The Shakespeare Institute Review is a new online academic journal, which is funded by the University of Birmingham College of Arts and Law. It is run by four research students at the Shakespeare Institute, Stratford-upon-Avon, UK.

Students at this institution, and on other postgraduate Shakespeare programmes, are invited and encouraged to contribute short papers for publication. Each issue of the journal will be themed.

We thought it exhilaratingly inappropriate, and so irresistible, to signal the birth of this journal with an issue looking at death.

Students are encouraged to submit papers, between 1,500 and 2,500 words, on topics relating to death, mortality and religion in Shakespeare’s plays, or elsewhere in the Early Modern period.

Possible topics might include, but are not restricted to:

  • Critical examinations of the way that various of Shakespeare’s characters deal with death, or die. This could include close-reading, comparative analysis, and analysis from a specific theoretical position (Marxist, feminist, etc.).
  • Historical studies of how mortality or religion was understood in the early Modern period, and of how Shakespeare makes use of (and plays off) those understandings in his plays.
  • Considerations of the political, ethical, religious, spiritual and existential significances of mortality or religion in the Early Modern period, and for Shakespeare’s characters.
  • Comparisons between how Shakespeare understands mortality, and how other creative artists and philosophers–-of Shakespeare’s time, or before, or after–-have understood it.
  • More intensely personal and experientially engaged writing on how Shakespeare’s plays have helped you deal with death–-with your own mortality, or with the death of people that you know.
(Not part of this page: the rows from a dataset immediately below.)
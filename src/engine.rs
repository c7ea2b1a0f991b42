//! The EdDSA signing and verification state machine.
//!
//! An [`Engine`] is bound to one key at a time. Message bytes are fed with
//! [`Engine::update`] and the session is closed by [`Engine::sign`] or
//! [`Engine::verify`], after which the engine is ready for the next message
//! with the same key.
//!
//! ```text
//!   new ──init_sign/init_verify──▶ armed ──update──▶ accumulating
//!                                    ▲                    │
//!                                    └─────sign/verify────┘
//! ```
//!
//! ## One-shot mode
//!
//! After [`Engine::set_one_shot`] the message must arrive in a single
//! call. [`Engine::update_one_shot`] borrows the caller's buffer for the
//! rest of the session instead of copying it; a plain `update` is accepted
//! once and copied. A second update before the session is closed is
//! rejected, and the mode ends with that session.
//!
//! ## Signing (RFC 8032 §5.1.6)
//!
//! ```text
//! r = H(prefix ‖ M) mod ℓ,   R = r·B
//! h = H(R ‖ A ‖ M) mod ℓ,    S = (h·a + r) mod ℓ
//! ```
//!
//! ## Verification (RFC 8032 §5.1.7)
//!
//! The signature is accepted iff `S < ℓ` and `h·(−A) + S·B` encodes to
//! exactly `R`.

use std::fmt;

use sha2::digest::DynDigest;
use tracing::{debug, trace};
use zeroize::Zeroizing;

use crate::error::Error;
use crate::keys::{PrivateKey, PublicKey, Signature};
use crate::math::field::{Fe25519, FieldElement};
use crate::math::scalar::{self, SCALAR_LENGTH};
use crate::params::HashAlgorithm;

/// What an engine has been initialised for.
#[derive(Clone, Copy, Debug, PartialEq, Eq, Hash)]
pub enum Mode {
    Sign,
    Verify,
}

impl fmt::Display for Mode {
    fn fmt(&self, f: &mut fmt::Formatter<'_>) -> fmt::Result {
        match self {
            Mode::Sign => f.write_str("signing"),
            Mode::Verify => f.write_str("verification"),
        }
    }
}

enum Key<F: FieldElement> {
    Signing(PrivateKey<F>),
    Verifying(PublicKey<F>),
}

impl<F: FieldElement> Key<F> {
    fn mode(&self) -> Mode {
        match self {
            Key::Signing(_) => Mode::Sign,
            Key::Verifying(_) => Mode::Verify,
        }
    }
}

/// A reusable sign/verify session.
///
/// Not meant to be shared between threads while in use; create one engine
/// per concurrent session.
pub struct Engine<'m, F: FieldElement = Fe25519> {
    required: Option<HashAlgorithm>,
    digest: Option<Box<dyn DynDigest + Send>>,
    key: Option<Key<F>>,
    buffer: Vec<u8>,
    one_shot: bool,
    fed: bool,
    borrowed: Option<&'m [u8]>,
}

impl<F: FieldElement> Default for Engine<'_, F> {
    fn default() -> Self {
        Self::new()
    }
}

impl<'m, F: FieldElement> Engine<'m, F> {
    /// An engine that accepts keys of any hash algorithm.
    pub fn new() -> Self {
        Self {
            required: None,
            digest: None,
            key: None,
            buffer: Vec::new(),
            one_shot: false,
            fed: false,
            borrowed: None,
        }
    }

    /// An engine that only accepts keys declaring `algorithm`.
    pub fn with_digest(algorithm: HashAlgorithm) -> Self {
        Self {
            required: Some(algorithm),
            ..Self::new()
        }
    }

    /// The mode of the bound key, if any.
    pub fn mode(&self) -> Option<Mode> {
        self.key.as_ref().map(Key::mode)
    }

    /// Whether the next `update` borrows instead of copying.
    pub fn is_one_shot(&self) -> bool {
        self.one_shot
    }

    fn bind_digest(&mut self, algorithm: HashAlgorithm) -> Result<(), Error> {
        if let Some(required) = self.required
            && required != algorithm
        {
            return Err(Error::DigestMismatch {
                engine: required,
                key: algorithm,
            });
        }
        self.digest = Some(algorithm.digest());
        Ok(())
    }

    /// Binds a signing key and pre-feeds the digest with its nonce prefix.
    pub fn init_sign(&mut self, key: &PrivateKey<F>) -> Result<(), Error> {
        self.clear_message();
        self.bind_digest(key.params().hash_algorithm())?;
        self.key = Some(Key::Signing(key.clone()));
        self.rearm();

        debug!(mode = %Mode::Sign, "engine initialized");
        Ok(())
    }

    /// Binds a verification key.
    pub fn init_verify(&mut self, key: &PublicKey<F>) -> Result<(), Error> {
        self.clear_message();
        self.bind_digest(key.params().hash_algorithm())?;
        self.key = Some(Key::Verifying(key.clone()));
        self.rearm();

        debug!(mode = %Mode::Verify, "engine initialized");
        Ok(())
    }

    /// Switches the current session to one-shot mode.
    ///
    /// Must be called before any message bytes are supplied.
    pub fn set_one_shot(&mut self) -> Result<(), Error> {
        if self.fed || !self.buffer.is_empty() {
            return Err(Error::OneShotAfterUpdate);
        }
        self.one_shot = true;
        Ok(())
    }

    /// Supplies message bytes by copying them into the internal buffer.
    ///
    /// In one-shot mode only a single call is accepted.
    pub fn update(&mut self, data: &[u8]) -> Result<(), Error> {
        self.check_feed()?;
        if self.one_shot {
            self.fed = true;
        }
        self.buffer.extend_from_slice(data);
        Ok(())
    }

    /// Supplies the whole message without copying it.
    ///
    /// Switches to one-shot mode if needed; `data` stays borrowed until the
    /// session is closed by `sign` or `verify`.
    pub fn update_one_shot(&mut self, data: &'m [u8]) -> Result<(), Error> {
        self.check_feed()?;
        if !self.one_shot {
            self.set_one_shot()?;
        }
        self.fed = true;
        self.borrowed = Some(data);
        Ok(())
    }

    fn check_feed(&self) -> Result<(), Error> {
        if self.key.is_none() {
            return Err(Error::NotInitialized);
        }
        if self.one_shot && self.fed {
            return Err(Error::OneShotReentry);
        }
        Ok(())
    }

    /// Appends a single byte. Not available in one-shot mode.
    pub fn update_byte(&mut self, byte: u8) -> Result<(), Error> {
        if self.key.is_none() {
            return Err(Error::NotInitialized);
        }
        if self.one_shot {
            return Err(Error::OneShotByteUpdate);
        }
        self.buffer.push(byte);
        Ok(())
    }

    /// Signs the accumulated message and re-arms for the next one.
    pub fn sign(&mut self) -> Result<Signature, Error> {
        let key = match &self.key {
            Some(Key::Signing(key)) => key,
            Some(Key::Verifying(_)) => {
                return Err(Error::WrongMode {
                    expected: Mode::Sign,
                    actual: Mode::Verify,
                });
            }
            None => return Err(Error::NotInitialized),
        };
        let digest = self.digest.as_mut().ok_or(Error::NotInitialized)?;
        let message: &[u8] = match self.borrowed {
            Some(borrowed) => borrowed,
            None => &self.buffer,
        };

        trace!(message_len = message.len(), one_shot = self.one_shot, "signing");
        let result = sign_message(key, digest.as_mut(), message);

        self.reset();
        result
    }

    /// Verifies `signature` over the accumulated message.
    ///
    /// A signature of the wrong length is an error; any other failure is
    /// `Ok(false)`. The message state is cleared either way.
    pub fn verify(&mut self, signature: &[u8]) -> Result<bool, Error> {
        let key = match &self.key {
            Some(Key::Verifying(key)) => key,
            Some(Key::Signing(_)) => {
                return Err(Error::WrongMode {
                    expected: Mode::Verify,
                    actual: Mode::Sign,
                });
            }
            None => return Err(Error::NotInitialized),
        };

        let expected = key.params().signature_length();
        if signature.len() != expected {
            self.reset();
            return Err(Error::InvalidSignatureLength {
                expected,
                actual: signature.len(),
            });
        }

        let digest = self.digest.as_mut().ok_or(Error::NotInitialized)?;
        let message: &[u8] = match self.borrowed {
            Some(borrowed) => borrowed,
            None => &self.buffer,
        };

        trace!(message_len = message.len(), one_shot = self.one_shot, "verifying");
        let result = verify_message(key, digest.as_mut(), message, signature);

        self.reset();
        if let Ok(valid) = result {
            debug!(valid, "verification finished");
        }
        result
    }

    /// One-shot convenience: `update_one_shot(data)`, then `sign`.
    pub fn sign_one_shot(&mut self, data: &'m [u8]) -> Result<Signature, Error> {
        self.update_one_shot(data)?;
        self.sign()
    }

    /// One-shot convenience: `update_one_shot(data)`, then `verify`.
    pub fn verify_one_shot(&mut self, data: &'m [u8], signature: &[u8]) -> Result<bool, Error> {
        self.update_one_shot(data)?;
        self.verify(signature)
    }

    /// Drops the current message and leaves the key bound and armed.
    pub fn reset(&mut self) {
        self.clear_message();
        self.rearm();
    }

    fn clear_message(&mut self) {
        self.buffer.clear();
        self.one_shot = false;
        self.fed = false;
        self.borrowed = None;
    }

    /// Resets the digest; for signing, feeds the nonce prefix again.
    fn rearm(&mut self) {
        let Some(digest) = self.digest.as_mut() else {
            return;
        };
        digest.reset();
        if let Some(Key::Signing(key)) = &self.key {
            digest.update(key.prefix());
        }
    }
}

impl<F: FieldElement> fmt::Debug for Engine<'_, F> {
    fn fmt(&self, f: &mut fmt::Formatter<'_>) -> fmt::Result {
        f.debug_struct("Engine")
            .field("required", &self.required)
            .field("mode", &self.mode())
            .field("one_shot", &self.one_shot)
            .field("buffered", &self.buffer.len())
            .finish()
    }
}

fn finalize_wide(digest: &mut dyn DynDigest) -> Result<Zeroizing<[u8; 64]>, Error> {
    let output = digest.finalize_reset();
    let mut wide = Zeroizing::new([0u8; 64]);
    if output.len() != wide.len() {
        return Err(Error::HashLengthMismatch {
            expected: wide.len(),
            actual: output.len(),
        });
    }
    wide.copy_from_slice(&output);
    Ok(wide)
}

fn sign_message<F: FieldElement>(
    key: &PrivateKey<F>,
    digest: &mut dyn DynDigest,
    message: &[u8],
) -> Result<Signature, Error> {
    let params = key.params();
    let ops = params.scalar_ops();

    // The digest already holds the prefix.
    digest.update(message);
    let r = Zeroizing::new(ops.reduce(&*finalize_wide(digest)?));

    let commitment = params.base_point().scalar_multiply(&r).to_bytes();

    digest.update(&commitment);
    digest.update(key.public_key().as_bytes());
    digest.update(message);
    let h = ops.reduce(&*finalize_wide(digest)?);

    let s = ops.multiply_and_add(&h, key.scalar(), &r);

    Ok(Signature::from_parts(&commitment, &s))
}

fn verify_message<F: FieldElement>(
    key: &PublicKey<F>,
    digest: &mut dyn DynDigest,
    message: &[u8],
    signature: &[u8],
) -> Result<bool, Error> {
    let params = key.params();
    let (r, s) = signature.split_at(SCALAR_LENGTH);
    let s: &[u8; SCALAR_LENGTH] = s.try_into().map_err(|_| Error::InvalidSignatureLength {
        expected: params.signature_length(),
        actual: signature.len(),
    })?;

    if !scalar::is_canonical(s) {
        return Ok(false);
    }

    digest.update(r);
    digest.update(key.as_bytes());
    digest.update(message);
    let h = params.scalar_ops().reduce(&*finalize_wide(digest)?);

    let check = params
        .base_point()
        .double_scalar_multiply_variable_time(key.negated(), &h, s)
        .to_bytes();

    Ok(check[..] == *r)
}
How does Shakespeare make you look at death, and is this vision comforting or distressing? Does Shakespeare get to the truth of death, for you, or not?
  • Reflections on metaphysical and spiritual truths that arise from Shakespeare’s plays.
  • More provocative reflections on how the writing that is produced by the Modern academy–-writing that is critical, theoretical, historical—does not deal adequately with death in Shakespeare’s plays, and suggestions as to how this inadequacy can be rectified.

Suggestions of other topics will be warmly received.

Papers should be submitted to shakesreview@gmail.com, with a deadline of 20 May 2012.

All submissions will be reviewed by the editorial board, and those submissions that are selected will be published in our first online issue. Please contact us for further information.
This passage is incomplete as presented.